Instructions for the task
Beginning with the line below that contains "its configuration, its" and ending with the line that contains "it is handed.", copy every line exactly. Copy nothing else.
The data: Begin
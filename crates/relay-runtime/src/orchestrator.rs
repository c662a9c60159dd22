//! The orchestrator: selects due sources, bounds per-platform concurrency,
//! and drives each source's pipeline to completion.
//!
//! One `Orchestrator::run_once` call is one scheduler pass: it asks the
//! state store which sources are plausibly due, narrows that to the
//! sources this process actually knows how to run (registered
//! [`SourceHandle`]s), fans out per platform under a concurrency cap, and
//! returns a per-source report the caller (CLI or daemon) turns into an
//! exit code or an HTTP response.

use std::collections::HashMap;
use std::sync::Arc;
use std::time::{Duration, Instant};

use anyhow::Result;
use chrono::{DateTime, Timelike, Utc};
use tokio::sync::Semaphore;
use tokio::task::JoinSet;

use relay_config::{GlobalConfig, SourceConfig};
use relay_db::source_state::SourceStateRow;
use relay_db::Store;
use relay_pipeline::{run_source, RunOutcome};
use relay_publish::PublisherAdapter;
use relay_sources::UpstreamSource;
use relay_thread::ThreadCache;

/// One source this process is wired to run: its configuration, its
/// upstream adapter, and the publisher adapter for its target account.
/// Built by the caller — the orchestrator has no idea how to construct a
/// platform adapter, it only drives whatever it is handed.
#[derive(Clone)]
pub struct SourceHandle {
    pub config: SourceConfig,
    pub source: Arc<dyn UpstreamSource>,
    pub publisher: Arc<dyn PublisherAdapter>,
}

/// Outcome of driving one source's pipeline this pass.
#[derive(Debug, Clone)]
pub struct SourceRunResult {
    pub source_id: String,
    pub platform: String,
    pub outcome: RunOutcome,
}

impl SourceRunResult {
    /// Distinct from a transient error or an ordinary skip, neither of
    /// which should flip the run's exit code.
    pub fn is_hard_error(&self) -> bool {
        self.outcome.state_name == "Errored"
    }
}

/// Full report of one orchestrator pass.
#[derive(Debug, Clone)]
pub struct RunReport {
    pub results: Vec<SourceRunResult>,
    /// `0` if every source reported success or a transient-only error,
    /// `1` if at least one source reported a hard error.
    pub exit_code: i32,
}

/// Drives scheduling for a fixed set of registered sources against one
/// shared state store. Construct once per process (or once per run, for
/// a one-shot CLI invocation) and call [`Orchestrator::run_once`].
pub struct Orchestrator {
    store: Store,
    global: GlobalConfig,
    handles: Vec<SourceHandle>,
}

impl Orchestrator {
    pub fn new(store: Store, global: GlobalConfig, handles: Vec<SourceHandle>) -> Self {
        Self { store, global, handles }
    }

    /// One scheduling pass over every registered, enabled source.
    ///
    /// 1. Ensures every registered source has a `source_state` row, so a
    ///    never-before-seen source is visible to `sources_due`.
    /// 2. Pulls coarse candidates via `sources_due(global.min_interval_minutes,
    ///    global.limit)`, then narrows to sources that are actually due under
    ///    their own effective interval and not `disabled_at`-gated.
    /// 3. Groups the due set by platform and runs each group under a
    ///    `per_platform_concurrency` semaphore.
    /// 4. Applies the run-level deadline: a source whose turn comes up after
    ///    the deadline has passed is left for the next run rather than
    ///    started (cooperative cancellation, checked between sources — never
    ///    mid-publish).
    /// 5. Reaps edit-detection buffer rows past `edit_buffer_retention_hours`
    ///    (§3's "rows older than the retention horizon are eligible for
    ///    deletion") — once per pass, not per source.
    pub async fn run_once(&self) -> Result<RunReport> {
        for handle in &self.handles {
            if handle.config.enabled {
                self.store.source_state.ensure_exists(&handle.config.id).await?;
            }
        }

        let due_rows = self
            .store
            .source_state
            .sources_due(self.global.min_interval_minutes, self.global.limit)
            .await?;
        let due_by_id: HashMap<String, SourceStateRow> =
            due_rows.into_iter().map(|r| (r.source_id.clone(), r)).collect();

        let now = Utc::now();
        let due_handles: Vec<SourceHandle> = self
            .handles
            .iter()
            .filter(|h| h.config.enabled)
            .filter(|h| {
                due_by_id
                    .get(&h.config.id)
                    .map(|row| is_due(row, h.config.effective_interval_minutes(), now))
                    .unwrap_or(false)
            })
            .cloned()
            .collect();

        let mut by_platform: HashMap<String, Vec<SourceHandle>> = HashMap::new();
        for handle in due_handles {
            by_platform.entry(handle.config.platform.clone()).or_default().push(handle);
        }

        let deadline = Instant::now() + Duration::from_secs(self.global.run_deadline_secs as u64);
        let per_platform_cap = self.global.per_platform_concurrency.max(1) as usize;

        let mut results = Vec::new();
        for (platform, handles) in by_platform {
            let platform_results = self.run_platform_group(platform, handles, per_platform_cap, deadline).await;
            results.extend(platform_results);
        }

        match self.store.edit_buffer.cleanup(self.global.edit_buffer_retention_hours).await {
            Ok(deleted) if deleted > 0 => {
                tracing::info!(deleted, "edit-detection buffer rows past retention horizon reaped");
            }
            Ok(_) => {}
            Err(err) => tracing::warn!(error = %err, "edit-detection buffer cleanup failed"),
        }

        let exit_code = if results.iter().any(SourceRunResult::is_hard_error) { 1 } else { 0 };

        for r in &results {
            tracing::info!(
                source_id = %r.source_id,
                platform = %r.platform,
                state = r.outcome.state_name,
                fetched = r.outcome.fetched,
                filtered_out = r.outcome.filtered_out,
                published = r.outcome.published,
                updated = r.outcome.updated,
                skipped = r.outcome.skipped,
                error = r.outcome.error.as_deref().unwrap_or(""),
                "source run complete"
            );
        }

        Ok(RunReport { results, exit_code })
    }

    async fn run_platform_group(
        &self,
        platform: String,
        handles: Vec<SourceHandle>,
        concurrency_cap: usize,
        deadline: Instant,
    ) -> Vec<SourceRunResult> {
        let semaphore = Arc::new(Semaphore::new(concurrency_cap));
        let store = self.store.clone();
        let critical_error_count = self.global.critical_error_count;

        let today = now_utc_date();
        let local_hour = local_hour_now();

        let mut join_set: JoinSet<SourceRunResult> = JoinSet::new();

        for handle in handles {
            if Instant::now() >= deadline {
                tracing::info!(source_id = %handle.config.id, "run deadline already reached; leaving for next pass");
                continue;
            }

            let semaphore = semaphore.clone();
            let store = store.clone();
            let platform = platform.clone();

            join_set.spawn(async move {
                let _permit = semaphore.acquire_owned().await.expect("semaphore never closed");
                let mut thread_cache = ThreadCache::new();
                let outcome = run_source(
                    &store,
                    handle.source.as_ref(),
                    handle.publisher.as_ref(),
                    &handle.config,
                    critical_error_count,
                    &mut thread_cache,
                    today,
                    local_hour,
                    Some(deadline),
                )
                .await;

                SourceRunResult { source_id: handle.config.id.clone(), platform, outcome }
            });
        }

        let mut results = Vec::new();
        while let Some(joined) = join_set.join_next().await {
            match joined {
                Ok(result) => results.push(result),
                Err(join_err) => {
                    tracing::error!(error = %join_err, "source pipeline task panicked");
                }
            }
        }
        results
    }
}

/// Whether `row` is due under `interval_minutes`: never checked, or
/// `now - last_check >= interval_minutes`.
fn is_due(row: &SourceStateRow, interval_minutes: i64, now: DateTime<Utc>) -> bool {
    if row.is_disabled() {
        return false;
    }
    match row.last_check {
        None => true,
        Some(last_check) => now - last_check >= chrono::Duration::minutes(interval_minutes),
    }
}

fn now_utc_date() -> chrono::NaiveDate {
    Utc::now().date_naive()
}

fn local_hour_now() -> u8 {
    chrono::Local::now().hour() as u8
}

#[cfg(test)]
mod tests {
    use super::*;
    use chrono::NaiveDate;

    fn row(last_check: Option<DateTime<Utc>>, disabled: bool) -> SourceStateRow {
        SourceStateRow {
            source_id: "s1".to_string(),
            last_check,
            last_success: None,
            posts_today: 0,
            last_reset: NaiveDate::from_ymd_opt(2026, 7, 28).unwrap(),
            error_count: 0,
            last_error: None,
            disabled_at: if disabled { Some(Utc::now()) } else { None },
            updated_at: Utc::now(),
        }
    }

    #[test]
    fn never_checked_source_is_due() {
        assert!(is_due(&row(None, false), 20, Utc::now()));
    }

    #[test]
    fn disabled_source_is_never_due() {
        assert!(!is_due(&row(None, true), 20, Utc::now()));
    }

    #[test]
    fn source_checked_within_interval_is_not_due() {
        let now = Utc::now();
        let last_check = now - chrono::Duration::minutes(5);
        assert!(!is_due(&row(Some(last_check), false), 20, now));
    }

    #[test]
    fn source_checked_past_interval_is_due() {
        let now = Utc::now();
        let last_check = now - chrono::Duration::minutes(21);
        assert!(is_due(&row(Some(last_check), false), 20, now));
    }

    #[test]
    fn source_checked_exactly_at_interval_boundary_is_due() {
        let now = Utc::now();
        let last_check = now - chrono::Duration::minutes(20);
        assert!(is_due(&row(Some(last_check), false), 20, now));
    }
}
The data: End
The data: Begin
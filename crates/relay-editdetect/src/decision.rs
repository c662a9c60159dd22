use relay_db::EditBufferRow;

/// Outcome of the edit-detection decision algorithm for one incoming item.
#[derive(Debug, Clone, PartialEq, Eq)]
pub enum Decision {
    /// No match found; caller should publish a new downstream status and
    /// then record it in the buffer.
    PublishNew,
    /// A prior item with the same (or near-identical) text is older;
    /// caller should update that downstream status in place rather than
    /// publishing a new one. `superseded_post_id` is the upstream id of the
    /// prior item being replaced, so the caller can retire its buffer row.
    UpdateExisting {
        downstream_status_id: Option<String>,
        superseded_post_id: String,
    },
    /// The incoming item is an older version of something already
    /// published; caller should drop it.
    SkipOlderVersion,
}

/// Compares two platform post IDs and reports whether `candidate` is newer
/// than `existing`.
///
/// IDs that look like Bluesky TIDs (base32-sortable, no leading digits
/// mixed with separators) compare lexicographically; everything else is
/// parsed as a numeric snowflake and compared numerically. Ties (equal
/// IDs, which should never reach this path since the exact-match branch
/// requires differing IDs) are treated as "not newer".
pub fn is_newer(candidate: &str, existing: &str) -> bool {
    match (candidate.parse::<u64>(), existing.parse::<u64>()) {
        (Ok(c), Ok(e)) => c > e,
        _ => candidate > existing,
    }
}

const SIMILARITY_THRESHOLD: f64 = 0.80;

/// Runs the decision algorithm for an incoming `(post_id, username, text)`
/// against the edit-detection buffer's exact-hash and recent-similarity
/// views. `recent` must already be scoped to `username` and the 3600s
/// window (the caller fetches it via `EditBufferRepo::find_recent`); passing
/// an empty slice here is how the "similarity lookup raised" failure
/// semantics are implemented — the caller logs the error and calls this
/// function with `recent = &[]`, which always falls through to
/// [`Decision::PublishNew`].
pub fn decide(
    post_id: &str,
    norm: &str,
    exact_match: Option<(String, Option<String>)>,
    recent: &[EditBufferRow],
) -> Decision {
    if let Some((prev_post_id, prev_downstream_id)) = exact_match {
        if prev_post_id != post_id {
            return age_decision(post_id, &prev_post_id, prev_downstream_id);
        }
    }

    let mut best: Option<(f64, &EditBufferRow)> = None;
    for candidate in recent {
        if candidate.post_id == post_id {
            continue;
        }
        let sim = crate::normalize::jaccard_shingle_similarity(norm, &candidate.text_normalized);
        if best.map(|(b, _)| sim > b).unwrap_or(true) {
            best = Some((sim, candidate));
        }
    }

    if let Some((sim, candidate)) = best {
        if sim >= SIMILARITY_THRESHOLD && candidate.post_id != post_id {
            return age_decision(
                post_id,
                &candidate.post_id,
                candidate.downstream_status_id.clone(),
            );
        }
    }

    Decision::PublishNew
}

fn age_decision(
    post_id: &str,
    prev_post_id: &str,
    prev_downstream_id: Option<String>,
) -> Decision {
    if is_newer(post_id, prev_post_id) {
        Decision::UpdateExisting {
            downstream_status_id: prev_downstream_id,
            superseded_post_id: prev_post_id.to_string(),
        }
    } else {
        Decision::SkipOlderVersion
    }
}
The data: End
Final answer
/// One source this process is wired to run: its configuration, its
/// upstream adapter, and the publisher adapter for its target account.
/// Built by the caller — the orchestrator has no idea how to construct a
/// platform adapter, it only drives whatever it is handed.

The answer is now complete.